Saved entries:
******
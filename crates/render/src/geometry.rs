//! Geometry primitives shared by the planner, resolver and compositor
//!
//! Two coordinate spaces exist:
//! - source space: integer pixels of the fully decoded image
//! - display space: logical `f32` units of the page laid out at scale 1.0

use serde::Serialize;

/// Full-resolution size of a decoded image
#[derive(Debug, Clone, Copy, PartialEq, Eq, Hash, Serialize)]
pub struct SourceDimensions {
    pub width: u32,
    pub height: u32,
}

impl SourceDimensions {
    pub fn new(width: u32, height: u32) -> Self {
        Self { width, height }
    }

    /// Total pixel count
    pub fn pixel_count(&self) -> u64 {
        self.width as u64 * self.height as u64
    }

    /// The rectangle covering the whole image
    pub fn bounds(&self) -> PixelRect {
        PixelRect::new(0, 0, self.width, self.height)
    }

    pub fn is_empty(&self) -> bool {
        self.width == 0 || self.height == 0
    }
}

/// Pixel resolution a tile is decoded at
#[derive(Debug, Clone, Copy, PartialEq, Eq, Hash, Serialize)]
pub struct Resolution {
    pub width: u32,
    pub height: u32,
}

impl Resolution {
    pub fn new(width: u32, height: u32) -> Self {
        Self { width, height }
    }

    /// Size in bytes of an RGBA8 buffer at this resolution
    pub fn rgba_bytes(&self) -> usize {
        self.width as usize * self.height as usize * 4
    }

    /// True if either axis is larger than `other`
    pub fn exceeds(&self, other: Resolution) -> bool {
        self.width > other.width || self.height > other.height
    }
}

/// Axis-aligned rectangle in source pixel coordinates
#[derive(Debug, Clone, Copy, PartialEq, Eq, Hash, Serialize)]
pub struct PixelRect {
    pub x: u32,
    pub y: u32,
    pub width: u32,
    pub height: u32,
}

impl PixelRect {
    pub fn new(x: u32, y: u32, width: u32, height: u32) -> Self {
        Self {
            x,
            y,
            width,
            height,
        }
    }

    pub fn right(&self) -> u64 {
        self.x as u64 + self.width as u64
    }

    pub fn bottom(&self) -> u64 {
        self.y as u64 + self.height as u64
    }

    pub fn area(&self) -> u64 {
        self.width as u64 * self.height as u64
    }

    pub fn size(&self) -> Resolution {
        Resolution::new(self.width, self.height)
    }

    /// True if this rectangle lies entirely inside a `width` x `height` image
    pub fn fits_within(&self, width: u32, height: u32) -> bool {
        self.right() <= width as u64 && self.bottom() <= height as u64
    }

    /// True if the two rectangles share at least one pixel
    pub fn overlaps(&self, other: &PixelRect) -> bool {
        (self.x as u64) < other.right()
            && (other.x as u64) < self.right()
            && (self.y as u64) < other.bottom()
            && (other.y as u64) < self.bottom()
    }
}

/// Logical size of the area a page is laid out in
#[derive(Debug, Clone, Copy, PartialEq, Serialize)]
pub struct DisplaySize {
    pub width: f32,
    pub height: f32,
}

impl DisplaySize {
    pub fn new(width: f32, height: f32) -> Self {
        Self { width, height }
    }

    pub fn is_valid(&self) -> bool {
        self.width.is_finite() && self.height.is_finite() && self.width > 0.0 && self.height > 0.0
    }
}

/// Rectangle in display (or screen) coordinates
#[derive(Debug, Clone, Copy, PartialEq, Serialize)]
pub struct DisplayRect {
    pub x: f32,
    pub y: f32,
    pub width: f32,
    pub height: f32,
}

impl DisplayRect {
    pub fn new(x: f32, y: f32, width: f32, height: f32) -> Self {
        Self {
            x,
            y,
            width,
            height,
        }
    }

    pub fn right(&self) -> f32 {
        self.x + self.width
    }

    pub fn bottom(&self) -> f32 {
        self.y + self.height
    }

    /// Strict intersection test; rectangles that only touch along an edge
    /// do not intersect.
    pub fn intersects(&self, other: &DisplayRect) -> bool {
        self.x < other.right()
            && other.x < self.right()
            && self.y < other.bottom()
            && other.y < self.bottom()
    }

    /// Grow the rectangle by `dx` on the left and right and `dy` on the top
    /// and bottom
    pub fn expand(&self, dx: f32, dy: f32) -> DisplayRect {
        DisplayRect::new(
            self.x - dx,
            self.y - dy,
            self.width + 2.0 * dx,
            self.height + 2.0 * dy,
        )
    }

    /// Apply a uniform scale followed by a translation
    pub fn transform(&self, scale: f32, offset_x: f32, offset_y: f32) -> DisplayRect {
        DisplayRect::new(
            self.x * scale + offset_x,
            self.y * scale + offset_y,
            self.width * scale,
            self.height * scale,
        )
    }
}

/// Lay a page of `dimensions` out inside `area`, preserving aspect ratio.
///
/// Without `stretch`, a page smaller than the area keeps its natural size
/// instead of being blown up to fill it.
pub fn fit_display_size(dimensions: SourceDimensions, area: DisplaySize, stretch: bool) -> DisplaySize {
    if dimensions.is_empty() || !area.is_valid() {
        return DisplaySize::new(dimensions.width as f32, dimensions.height as f32);
    }

    let width_ratio = area.width as f64 / dimensions.width as f64;
    let height_ratio = area.height as f64 / dimensions.height as f64;
    let mut ratio = width_ratio.min(height_ratio);
    if !stretch {
        ratio = ratio.min(1.0);
    }

    DisplaySize::new(
        (dimensions.width as f64 * ratio) as f32,
        (dimensions.height as f64 * ratio) as f32,
    )
}

/// Output size for an aspect-preserving resize of `source` into `target`.
///
/// With `crop_to_fill` the result is always `target` (the overflow is cropped
/// by the backend). Otherwise the image is scaled to fit inside the target
/// box; when the target aspect matches the source within one pixel of
/// rounding on each axis, the exact target is returned so tile buffers land at
/// the requested resolution.
pub fn resize_dimensions(source: Resolution, target: Resolution, crop_to_fill: bool) -> Resolution {
    let target = Resolution::new(target.width.max(1), target.height.max(1));
    if crop_to_fill || source.width == 0 || source.height == 0 {
        return target;
    }

    let ratio = (target.width as f64 / source.width as f64)
        .min(target.height as f64 / source.height as f64);
    let fit_width = ((source.width as f64 * ratio).round() as u32).clamp(1, target.width);
    let fit_height = ((source.height as f64 * ratio).round() as u32).clamp(1, target.height);

    if target.width - fit_width <= 1 && target.height - fit_height <= 1 {
        target
    } else {
        Resolution::new(fit_width, fit_height)
    }
}

#[cfg(test)]
mod tests {
    use super::*;

    #[test]
    fn test_pixel_rect_fits_within() {
        let rect = PixelRect::new(10, 10, 90, 40);
        assert!(rect.fits_within(100, 50));
        assert!(!rect.fits_within(99, 50));
        assert!(!PixelRect::new(u32::MAX, 0, 2, 1).fits_within(u32::MAX, 1));
    }

    #[test]
    fn test_pixel_rect_overlap() {
        let a = PixelRect::new(0, 0, 10, 10);
        assert!(a.overlaps(&PixelRect::new(9, 9, 5, 5)));
        assert!(!a.overlaps(&PixelRect::new(10, 0, 5, 5)));
    }

    #[test]
    fn test_display_rect_edge_touch_is_not_intersection() {
        let a = DisplayRect::new(0.0, 0.0, 10.0, 10.0);
        let b = DisplayRect::new(10.0, 0.0, 10.0, 10.0);
        assert!(!a.intersects(&b));
        assert!(a.intersects(&DisplayRect::new(9.5, 9.5, 1.0, 1.0)));
    }

    #[test]
    fn test_display_rect_transform() {
        let rect = DisplayRect::new(10.0, 20.0, 30.0, 40.0).transform(2.0, -5.0, 5.0);
        assert_eq!(rect, DisplayRect::new(15.0, 45.0, 60.0, 80.0));
    }

    #[test]
    fn test_fit_display_size_keeps_aspect() {
        let fitted = fit_display_size(
            SourceDimensions::new(4000, 6000),
            DisplaySize::new(1000.0, 1000.0),
            true,
        );
        assert!((fitted.width - 666.666).abs() < 0.01);
        assert_eq!(fitted.height, 1000.0);
    }

    #[test]
    fn test_fit_display_size_without_stretch() {
        let small = SourceDimensions::new(400, 300);
        let area = DisplaySize::new(1600.0, 1200.0);
        assert_eq!(fit_display_size(small, area, false), DisplaySize::new(400.0, 300.0));
        assert_eq!(fit_display_size(small, area, true), DisplaySize::new(1600.0, 1200.0));
    }

    #[test]
    fn test_resize_dimensions_exact_for_matching_aspect() {
        // 2000x1333 scaled by 0.3 rounds to 600x400 on one axis and 599.9 on the other
        let out = resize_dimensions(Resolution::new(2000, 1333), Resolution::new(600, 400), false);
        assert_eq!(out, Resolution::new(600, 400));
    }

    #[test]
    fn test_resize_dimensions_fit_and_fill() {
        let source = Resolution::new(1000, 500);
        let target = Resolution::new(400, 400);
        assert_eq!(resize_dimensions(source, target, false), Resolution::new(400, 200));
        assert_eq!(resize_dimensions(source, target, true), target);
    }
}
//! Error types for the engine and its configuration

use pagetile_render::{DecodeError, ImageId};
use thiserror::Error;

/// Errors from opening or driving a page
#[derive(Debug, Error)]
pub enum PageError {
    /// The source could not be probed. Fatal for the page.
    #[error("failed to probe {image}: {error}")]
    Probe {
        image: String,
        #[source]
        error: DecodeError,
    },

    #[error("invalid display size {width}x{height}")]
    InvalidDisplaySize { width: f32, height: f32 },

    #[error("{0} is closed")]
    Closed(ImageId),
}

/// Result type for page operations
pub type PageResult<T> = Result<T, PageError>;

/// Errors from loading or validating an [`EngineConfig`](crate::EngineConfig)
#[derive(Debug, Error)]
pub enum ConfigError {
    #[error("invalid value for configuration key {key}: {reason}")]
    InvalidValue { key: String, reason: String },

    #[error("failed to read configuration: {0}")]
    Io(#[from] std::io::Error),

    #[error("failed to parse configuration: {0}")]
    Parse(#[from] toml::de::Error),

    #[error("failed to serialize configuration: {0}")]
    Serialize(#[from] toml::ser::Error),
}

impl ConfigError {
    pub(crate) fn invalid(key: &str, reason: impl Into<String>) -> Self {
        ConfigError::InvalidValue {
            key: key.to_string(),
            reason: reason.into(),
        }
    }
}

/// Result type for configuration operations
pub type ConfigResult<T> = Result<T, ConfigError>;

/// Errors from starting a [`TileEngine`](crate::TileEngine)
#[derive(Debug, Error)]
pub enum EngineError {
    #[error(transparent)]
    Config(#[from] ConfigError),

    #[error("failed to start decode workers: {0}")]
    Workers(#[from] std::io::Error),
}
******
▶ _Exercise directions_
Among the records above, repeat exactly the line with "True if either", the line with "pub fn fits_within(&self, width: u32, height: u32)", and every line in between, and only those.

▶ _Response to this exercise_
    /// True if either axis is larger than `other`
    pub fn exceeds(&self, other: Resolution) -> bool {
        self.width > other.width || self.height > other.height
    }
}

/// Axis-aligned rectangle in source pixel coordinates
#[derive(Debug, Clone, Copy, PartialEq, Eq, Hash, Serialize)]
pub struct PixelRect {
    pub x: u32,
    pub y: u32,
    pub width: u32,
    pub height: u32,
}

impl PixelRect {
    pub fn new(x: u32, y: u32, width: u32, height: u32) -> Self {
        Self {
            x,
            y,
            width,
            height,
        }
    }

    pub fn right(&self) -> u64 {
        self.x as u64 + self.width as u64
    }

    pub fn bottom(&self) -> u64 {
        self.y as u64 + self.height as u64
    }

    pub fn area(&self) -> u64 {
        self.width as u64 * self.height as u64
    }

    pub fn size(&self) -> Resolution {
        Resolution::new(self.width, self.height)
    }

    /// True if this rectangle lies entirely inside a `width` x `height` image
    pub fn fits_within(&self, width: u32, height: u32) -> bool {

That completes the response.